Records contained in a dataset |
--*--
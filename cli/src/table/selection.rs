use common::{Job, JobId};
use std::cell::RefCell;
use std::collections::HashMap;

/// Selected jobs keyed by id, with the row as it looked when selected.
///
/// Independent of row positions, so it survives cache resets and re-queries.
#[derive(Debug, Default)]
pub struct SelectionTracker {
    selected: RefCell<HashMap<JobId, Job>>,
}

impl SelectionTracker {
    pub fn new() -> Self {
        Self::default()
    }

    pub fn toggle(&self, job_id: &JobId, row: &Job, selected: bool) {
        let mut map = self.selected.borrow_mut();
        if selected {
            map.insert(job_id.clone(), row.clone());
        } else {
            map.remove(job_id);
        }
    }

    pub fn is_selected(&self, job_id: &JobId) -> bool {
        self.selected.borrow().contains_key(job_id)
    }

    pub fn len(&self) -> usize {
        self.selected.borrow().len()
    }

    pub fn is_empty(&self) -> bool {
        self.selected.borrow().is_empty()
    }

    /// Snapshots of every selected job, ordered by id.
    pub fn selected_jobs(&self) -> Vec<Job> {
        let mut jobs: Vec<Job> = self.selected.borrow().values().cloned().collect();
        jobs.sort_by(|a, b| a.id.cmp(&b.id));
        jobs
    }

    /// Cancelling makes sense once any selected job is still active.
    pub fn can_cancel(&self) -> bool {
        self.selected.borrow().values().any(|job| job.state.is_cancellable())
    }

    pub fn clear(&self) {
        self.selected.borrow_mut().clear();
    }
}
--*--
TO DO | Where a line above contains the word "RefCell", copy that line.

SOLUTION TO THIS EXERCISE |
use std::cell::RefCell;
    selected: RefCell<HashMap<JobId, Job>>,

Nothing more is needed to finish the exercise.